Influence of alkali iodide fluxes on Cu2ZnSnS4 monograin powder properties and performance of solar cells

Abstract

One promising and cost-effective method to produce flexible solar panels in the future is monograin layer (MGL) solar cell technology based on monograin powder (MGP) crystals. The results of the present study demonstrate the influence of different alkali salts (LiI, NaI, KI, RbI and CsI) on the properties of Cu₂ZnSnS₄ (CZTS) MGPs and their effect on the characteristics of MGL solar cells. SEM and EDX studies revealed that the morphology and composition of the formed crystals are influenced by the nature of the flux materials. Structural studies by XRD showed good crystallinities for all MGPs.
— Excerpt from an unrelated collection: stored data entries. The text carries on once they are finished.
use std::sync::Arc;

use axum::{extract::State, routing::get, Json, Router};

use crate::storage::models::AffiliateProgram;
use crate::web::AppState;

async fn list_programs_handler(
    State(state): State<Arc<AppState>>,
) -> Json<Vec<AffiliateProgram>> {
    Json(state.storage.affiliate_programs().await)
}

pub fn create_affiliate_program_router() -> Router<Arc<AppState>> {
    Router::new().route("/", get(list_programs_handler))
}
use std::sync::Arc;

use tracing::{info, warn};
use tracing_subscriber::EnvFilter;

use dealflow_backend::config::Config;
use dealflow_backend::scheduler::SchedulerService;
use dealflow_backend::scraper::{ScraperService, TemplateDealSource};
use dealflow_backend::storage::{seed, MemStorage};
use dealflow_backend::telegram::TelegramService;
use dealflow_backend::web::{create_router, AppState};

#[tokio::main]
async fn main() -> Result<(), Box<dyn std::error::Error>> {
    dotenv::dotenv().ok();
    tracing_subscriber::fmt()
        .with_env_filter(
            EnvFilter::try_from_default_env().unwrap_or_else(|_| EnvFilter::new("info")),
        )
        .init();

    let config = Config::from_env();
    if config.telegram_bot_token.is_none() {
        warn!("TELEGRAM_BOT_TOKEN not set, deal posts will be simulated");
    }

    // The store is ephemeral; re-seed the fixed dataset on every boot.
    let storage = Arc::new(MemStorage::new());
    seed::seed(&storage).await;

    let scraper = Arc::new(ScraperService::new(
        storage.clone(),
        Arc::new(TemplateDealSource::new(config.affiliate_tracking_id.clone())),
    ));
    let telegram = Arc::new(TelegramService::new(
        storage.clone(),
        config.telegram_bot_token.clone(),
        config.owner_chat_id.clone(),
    ));

    let scheduler = Arc::new(SchedulerService::new(
        storage.clone(),
        scraper.clone(),
        telegram.clone(),
        config.post_gap,
    ));
    let scheduler_handle = scheduler.start(config.scan_interval, config.post_interval);

    let state = Arc::new(AppState {
        storage,
        scraper,
        telegram,
    });
    let app = create_router(state);

    let listener = tokio::net::TcpListener::bind(&config.listen_addr).await?;
    info!(addr = %config.listen_addr, "dealflow backend listening");

    axum::serve(listener, app)
        .with_graceful_shutdown(async {
            let _ = tokio::signal::ctrl_c().await;
            info!("shutdown signal received");
        })
        .await?;

    scheduler_handle.shutdown().await;
    info!("scheduler stopped, exiting");
    Ok(())
}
However, CZTS crystals grown in LiI exhibited a shift of all diffraction peaks towards lower angles and larger lattice parameter values. In addition, powder grown in LiI exhibited the broadest main Raman peak (FWHM = 7.06 cm⁻¹). When CsI was used, the Raman peaks were sharper and narrower with FWHM of 4.5 cm⁻¹, showing a higher level of crystallinity compared to other produced powders. The estimated band gap energy values obtained from EQE measurements were ∼1.57 eV for NaI, KI, RbI, CsI and 1.65 eV for LiI grown CZTS MGPs. The analysis of temperature-dependent current–voltage characteristics indicated that tunneling enhanced interface recombination is the prevailing process in all materials. At low temperatures, the powder crystals grown in LiI, NaI, and RbI revealed the presence of recombination channels that were not observed at room temperature. The MGL solar cell based on CZTS powder grown in CsI resulted in the highest power conversion efficiency of 10.9%.